I stopped pressing my pencil into the sheet of paper and ran my finger over the hole I’d just made in my drawing. I hadn’t realized I was pushing down so hard.

I had been doodling randomly, and there was nothing special about the images, but if you really looked at them, they’d make your hair stand on end. Every picture I’d created lately had been creepy. But that was to be expected.

Could the year get any worse?

I doubted it. How could one person have such bad luck?

Everything happening at school had distracted me so much that I had stopped even thinking about my parents’ divorce.

My mother had become a mere shell of her former self, rendered unstable from all the recent events.

She’d found out both her children were being bullied, and my grandmother was driving her crazy, telling her constantly she had no idea how to raise us.

She was tired and worried since the money Dad sent us every month wasn’t enough to maintain the lifestyle she was used to.

Little by little, she was starting to have to make sacrifices.

At least now, though, she seemed a little more human and less like the stupid, superficial Barbie doll she’d always been.
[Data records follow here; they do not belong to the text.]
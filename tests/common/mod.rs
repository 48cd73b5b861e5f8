#![allow(dead_code)]

use assert_cmd::Command;
use serde_json::Value;
use std::path::Path;

pub fn gate_cmd() -> Command {
    let mut cmd = Command::cargo_bin("commentgate").unwrap();
    cmd.env_remove("COMMENTGATE_ROOT");
    cmd.env_remove("COMMENTGATE_LOG");
    cmd
}

/// Initialize a store at `root`
pub fn init_store(root: &Path) {
    gate_cmd().arg("init").arg(root).assert().success();
}

/// Create a comment from a JSON payload on stdin and return the stored document
pub fn create_comment(root: &Path, payload: &str) -> Value {
    let output = gate_cmd()
        .current_dir(root)
        .arg("create")
        .write_stdin(payload)
        .output()
        .unwrap();
    assert!(output.status.success(), "create failed: {:?}", output);
    serde_json::from_slice(&output.stdout).unwrap()
}

/// Run `get` with the given arguments and parse the JSON array it prints
pub fn get_comments(root: &Path, args: &[&str]) -> Vec<Value> {
    let output = gate_cmd()
        .current_dir(root)
        .arg("get")
        .args(args)
        .output()
        .unwrap();
    assert!(output.status.success(), "get failed: {:?}", output);
    serde_json::from_slice(&output.stdout).unwrap()
}
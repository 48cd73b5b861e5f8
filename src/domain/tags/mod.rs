//! Tag system

pub mod tag_set;

// Re-export main types
pub use tag_set::{RoleSet, TagSet, TagsField, PUBLIC, SYSADMIN};
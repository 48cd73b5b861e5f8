//! Error types for commentgate

use std::path::PathBuf;
use thiserror::Error;

/// Main error type for commentgate
#[derive(Debug, Error)]
pub enum GateError {
    #[error("Not a commentgate directory: {0}")]
    NotInitialized(PathBuf),

    #[error("Invalid comment id: {0}")]
    InvalidId(String),

    #[error("Comment not found: {0}")]
    CommentNotFound(String),

    #[error("Invalid payload: {0}")]
    InvalidPayload(String),

    #[error("A tag set must contain at least one role")]
    EmptyTagSet,

    #[error("Storage error: {0}")]
    Storage(String),

    #[error("IO error: {0}")]
    Io(#[from] std::io::Error),

    #[error("JSON error: {0}")]
    Json(#[from] serde_json::Error),

    #[error("Configuration error: {0}")]
    Config(String),

    #[error("TOML serialization error: {0}")]
    TomlSerialize(#[from] toml::ser::Error),
}

impl GateError {
    /// Get the exit code for this error
    pub fn exit_code(&self) -> i32 {
        match self {
            GateError::NotInitialized(_) => 2,
            GateError::InvalidId(_) | GateError::InvalidPayload(_) => 3,
            GateError::CommentNotFound(_) => 4,
            _ => 1,
        }
    }

    /// Get a user-friendly error message with suggestions
    pub fn display_with_suggestions(&self) -> String {
        match self {
            GateError::NotInitialized(path) => {
                format!(
                    "Not a commentgate directory: {}\n\n\
                    Suggestions:\n\
                    • Run 'commentgate init' in this directory to create a store\n\
                    • Navigate to an existing commentgate directory\n\
                    • Set COMMENTGATE_ROOT environment variable to your store path",
                    path.display()
                )
            }
            GateError::InvalidId(id) => {
                format!(
                    "Invalid comment id: '{}'\n\n\
                    Comment ids are 32 hexadecimal characters.\n\
                    Example: commentgate get 6f1c0b8a2d4e4b7c9a1f3e5d7c9b1a20",
                    id
                )
            }
            GateError::CommentNotFound(id) => {
                format!(
                    "Comment not found: '{}'\n\n\
                    Suggestions:\n\
                    • Check the id with 'commentgate get --roles sysadmin'\n\
                    • Comments are never deleted; the id may belong to another store",
                    id
                )
            }
            GateError::InvalidPayload(msg) => {
                format!(
                    "Invalid payload: {}\n\n\
                    Payloads are JSON objects with camelCase keys.\n\
                    Example: {{\"name\": \"Jane\", \"comment\": \"Looks good\"}}",
                    msg
                )
            }
            _ => self.to_string(),
        }
    }
}

/// Result type using GateError
pub type Result<T> = std::result::Result<T, GateError>;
She didn’t have time to be so self-involved since she had to manage the house, take us to school and pick us up, cook, and focus on my little brother.

She had gone with me the day before to the police station to file a report against Julian for electronic harassment, sexual assault, and unlawful dissemination of explicit images.

I had been nervous about it—I wasn’t sure if I would be able to handle it, to actually take him to court and try to convict a person I’d thought was my friend just a few days before.

I didn’t want to see him again, I couldn’t, but Mom and Grandma had kept insisting, over and over.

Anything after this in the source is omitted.